Exercise details. Reproduce each entry below exactly as it appears.

Supplied records.
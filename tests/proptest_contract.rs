//! Property tests for contraction construction.

mod generators;

use generators::{arb_operands, arb_semiring, tensors_close};
use proptest::prelude::*;
use sumprod::{
    contract::{ContractParams, Dispatch, Step, simplify},
    domain::{VarSet, var_set},
    interpreter::Interpreter,
    ops::AssocOp,
    tensor::Tensor,
    term::Term,
};

/// Any subset of the three variables `i`, `j`, `k`.
fn arb_reduced_vars() -> impl Strategy<Value = VarSet> {
    proptest::sample::subsequence(vec!["i", "j", "k"], 0..=3).prop_map(|names| var_set(names))
}

fn brute_force(
    sum_op: AssocOp,
    prod_op: AssocOp,
    lhs: &Tensor,
    rhs: &Tensor,
    vars: &VarSet,
) -> Tensor {
    Tensor::binary(prod_op, lhs, rhs).unwrap().reduce(sum_op, vars)
}

proptest! {
    /// Contracting equals joining then reducing, whatever is reduced.
    #[test]
    fn contraction_matches_brute_force(
        (lhs, rhs) in arb_operands(),
        (sum_op, prod_op) in arb_semiring(),
        vars in arb_reduced_vars(),
    ) {
        let interp = Interpreter::eager();
        let got = interp
            .contract(sum_op, prod_op, Term::tensor(lhs.clone()), Term::tensor(rhs.clone()), vars.clone())
            .unwrap();
        let want = brute_force(sum_op, prod_op, &lhs, &rhs, &vars);
        prop_assert!(tensors_close(got.as_tensor().unwrap(), &want));
    }

    /// Reducing a private variable of `rhs` up front changes nothing.
    #[test]
    fn push_down_equivalence(
        (lhs, rhs) in arb_operands(),
        (sum_op, prod_op) in arb_semiring(),
        with_j in any::<bool>(),
    ) {
        let interp = Interpreter::eager();
        let vars = if with_j { var_set(["j", "k"]) } else { var_set(["k"]) };
        let direct = interp
            .contract(sum_op, prod_op, Term::tensor(lhs.clone()), Term::tensor(rhs.clone()), vars.clone())
            .unwrap();
        let reduced_rhs = interp.reduce(Term::tensor(rhs), sum_op, var_set(["k"])).unwrap();
        let rest: VarSet = vars.difference(&var_set(["k"])).cloned().collect();
        let staged = interp
            .contract(sum_op, prod_op, Term::tensor(lhs), reduced_rhs, rest)
            .unwrap();
        prop_assert!(tensors_close(direct.as_tensor().unwrap(), staged.as_tensor().unwrap()));
    }

    /// Every push-down step strictly shrinks the reduced set, and the loop
    /// ends balanced on shared variables or with a plain join.
    #[test]
    fn simplification_terminates(
        (lhs, rhs) in arb_operands(),
        (sum_op, prod_op) in arb_semiring(),
        vars in arb_reduced_vars(),
    ) {
        let interp = Interpreter::lazy();
        let mut params = ContractParams {
            sum_op,
            prod_op,
            lhs: Term::tensor(lhs),
            rhs: Term::tensor(rhs),
            reduced_vars: vars,
        };
        loop {
            let before = params.reduced_vars.len();
            match simplify(&interp, params).unwrap() {
                Step::FurtherReducible(next) => {
                    prop_assert!(next.reduced_vars.len() < before);
                    params = next;
                }
                Step::Balanced(balanced) => {
                    let shared: VarSet = balanced
                        .lhs
                        .free_vars()
                        .intersection(&balanced.rhs.free_vars())
                        .cloned()
                        .collect();
                    prop_assert!(!balanced.reduced_vars.is_empty());
                    prop_assert!(balanced.reduced_vars.is_subset(&shared));
                    break;
                }
                Step::Terminal(_) => break,
            }
        }
    }

    /// The lazy node evaluates to what the eager interpreter computes.
    #[test]
    fn lazy_then_eval_agrees(
        (lhs, rhs) in arb_operands(),
        (sum_op, prod_op) in arb_semiring(),
        vars in arb_reduced_vars(),
    ) {
        let eager = Interpreter::eager();
        let lazy = Interpreter::lazy();
        let direct = eager
            .contract(sum_op, prod_op, Term::tensor(lhs.clone()), Term::tensor(rhs.clone()), vars.clone())
            .unwrap();
        let node = lazy
            .contract(sum_op, prod_op, Term::tensor(lhs), Term::tensor(rhs), vars)
            .unwrap();
        let evaluated = eager.eval(&node).unwrap();
        prop_assert!(tensors_close(
            &eager.materialize(&evaluated).unwrap(),
            direct.as_tensor().unwrap(),
        ));
    }

    /// The matrix-product rule agrees with the generic one.
    #[test]
    fn matmul_rule_agrees_with_generic((lhs, rhs) in arb_operands(), vars in arb_reduced_vars()) {
        let fast = Interpreter::eager();
        let slow = Interpreter::eager().with_dispatch(Dispatch::generic());
        let contract = |interp: &Interpreter| {
            interp
                .contract(
                    AssocOp::Add,
                    AssocOp::Mul,
                    Term::tensor(lhs.clone()),
                    Term::tensor(rhs.clone()),
                    vars.clone(),
                )
                .unwrap()
        };
        let (fast, slow) = (contract(&fast), contract(&slow));
        prop_assert!(tensors_close(fast.as_tensor().unwrap(), slow.as_tensor().unwrap()));
    }
}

Solution for this problem.
filename tests/proptest_contract.rs
//! Property tests for contraction construction.

mod generators;

use generators::{arb_operands, arb_semiring, tensors_close};
use proptest::prelude::*;
use sumprod::{
    contract::{ContractParams, Dispatch, Step, simplify},
    domain::{VarSet, var_set},
    interpreter::Interpreter,
    ops::AssocOp,
    tensor::Tensor,
    term::Term,
};

/// Any subset of the three variables `i`, `j`, `k`.
fn arb_reduced_vars() -> impl Strategy<Value = VarSet> {
    proptest::sample::subsequence(vec!["i", "j", "k"], 0..=3).prop_map(|names| var_set(names))
}

fn brute_force(
    sum_op: AssocOp,
    prod_op: AssocOp,
    lhs: &Tensor,
    rhs: &Tensor,
    vars: &VarSet,
) -> Tensor {
    Tensor::binary(prod_op, lhs, rhs).unwrap().reduce(sum_op, vars)
}

proptest! {
    /// Contracting equals joining then reducing, whatever is reduced.
    #[test]
    fn contraction_matches_brute_force(
        (lhs, rhs) in arb_operands(),
        (sum_op, prod_op) in arb_semiring(),
        vars in arb_reduced_vars(),
    ) {
        let interp = Interpreter::eager();
        let got = interp
            .contract(sum_op, prod_op, Term::tensor(lhs.clone()), Term::tensor(rhs.clone()), vars.clone())
            .unwrap();
        let want = brute_force(sum_op, prod_op, &lhs, &rhs, &vars);
        prop_assert!(tensors_close(got.as_tensor().unwrap(), &want));
    }

    /// Reducing a private variable of `rhs` up front changes nothing.
    #[test]
    fn push_down_equivalence(
        (lhs, rhs) in arb_operands(),
        (sum_op, prod_op) in arb_semiring(),
        with_j in any::<bool>(),
    ) {
        let interp = Interpreter::eager();
        let vars = if with_j { var_set(["j", "k"]) } else { var_set(["k"]) };
        let direct = interp
            .contract(sum_op, prod_op, Term::tensor(lhs.clone()), Term::tensor(rhs.clone()), vars.clone())
            .unwrap();
        let reduced_rhs = interp.reduce(Term::tensor(rhs), sum_op, var_set(["k"])).unwrap();
        let rest: VarSet = vars.difference(&var_set(["k"])).cloned().collect();
        let staged = interp
            .contract(sum_op, prod_op, Term::tensor(lhs), reduced_rhs, rest)
            .unwrap();
        prop_assert!(tensors_close(direct.as_tensor().unwrap(), staged.as_tensor().unwrap()));
    }

    /// Every push-down step strictly shrinks the reduced set, and the loop
    /// ends balanced on shared variables or with a plain join.
    #[test]
    fn simplification_terminates(
        (lhs, rhs) in arb_operands(),
        (sum_op, prod_op) in arb_semiring(),
        vars in arb_reduced_vars(),
    ) {
        let interp = Interpreter::lazy();
        let mut params = ContractParams {
            sum_op,
            prod_op,
            lhs: Term::tensor(lhs),
            rhs: Term::tensor(rhs),
            reduced_vars: vars,
        };
        loop {
            let before = params.reduced_vars.len();
            match simplify(&interp, params).unwrap() {
                Step::FurtherReducible(next) => {
                    prop_assert!(next.reduced_vars.len() < before);
                    params = next;
                }
                Step::Balanced(balanced) => {
                    let shared: VarSet = balanced
                        .lhs
                        .free_vars()
                        .intersection(&balanced.rhs.free_vars())
                        .cloned()
                        .collect();
                    prop_assert!(!balanced.reduced_vars.is_empty());
                    prop_assert!(balanced.reduced_vars.is_subset(&shared));
                    break;
                }
                Step::Terminal(_) => break,
            }
        }
    }

    /// The lazy node evaluates to what the eager interpreter computes.
    #[test]
    fn lazy_then_eval_agrees(
        (lhs, rhs) in arb_operands(),
        (sum_op, prod_op) in arb_semiring(),
        vars in arb_reduced_vars(),
    ) {
        let eager = Interpreter::eager();
        let lazy = Interpreter::lazy();
        let direct = eager
            .contract(sum_op, prod_op, Term::tensor(lhs.clone()), Term::tensor(rhs.clone()), vars.clone())
            .unwrap();
        let node = lazy
            .contract(sum_op, prod_op, Term::tensor(lhs), Term::tensor(rhs), vars)
            .unwrap();
        let evaluated = eager.eval(&node).unwrap();
        prop_assert!(tensors_close(
            &eager.materialize(&evaluated).unwrap(),
            direct.as_tensor().unwrap(),
        ));
    }

    /// The matrix-product rule agrees with the generic one.
    #[test]
    fn matmul_rule_agrees_with_generic((lhs, rhs) in arb_operands(), vars in arb_reduced_vars()) {
        let fast = Interpreter::eager();
        let slow = Interpreter::eager().with_dispatch(Dispatch::generic());
        let contract = |interp: &Interpreter| {
            interp
                .contract(
                    AssocOp::Add,
                    AssocOp::Mul,
                    Term::tensor(lhs.clone()),
                    Term::tensor(rhs.clone()),
                    vars.clone(),
                )
                .unwrap()
        };
        let (fast, slow) = (contract(&fast), contract(&slow));
        prop_assert!(tensors_close(fast.as_tensor().unwrap(), slow.as_tensor().unwrap()));
    }
}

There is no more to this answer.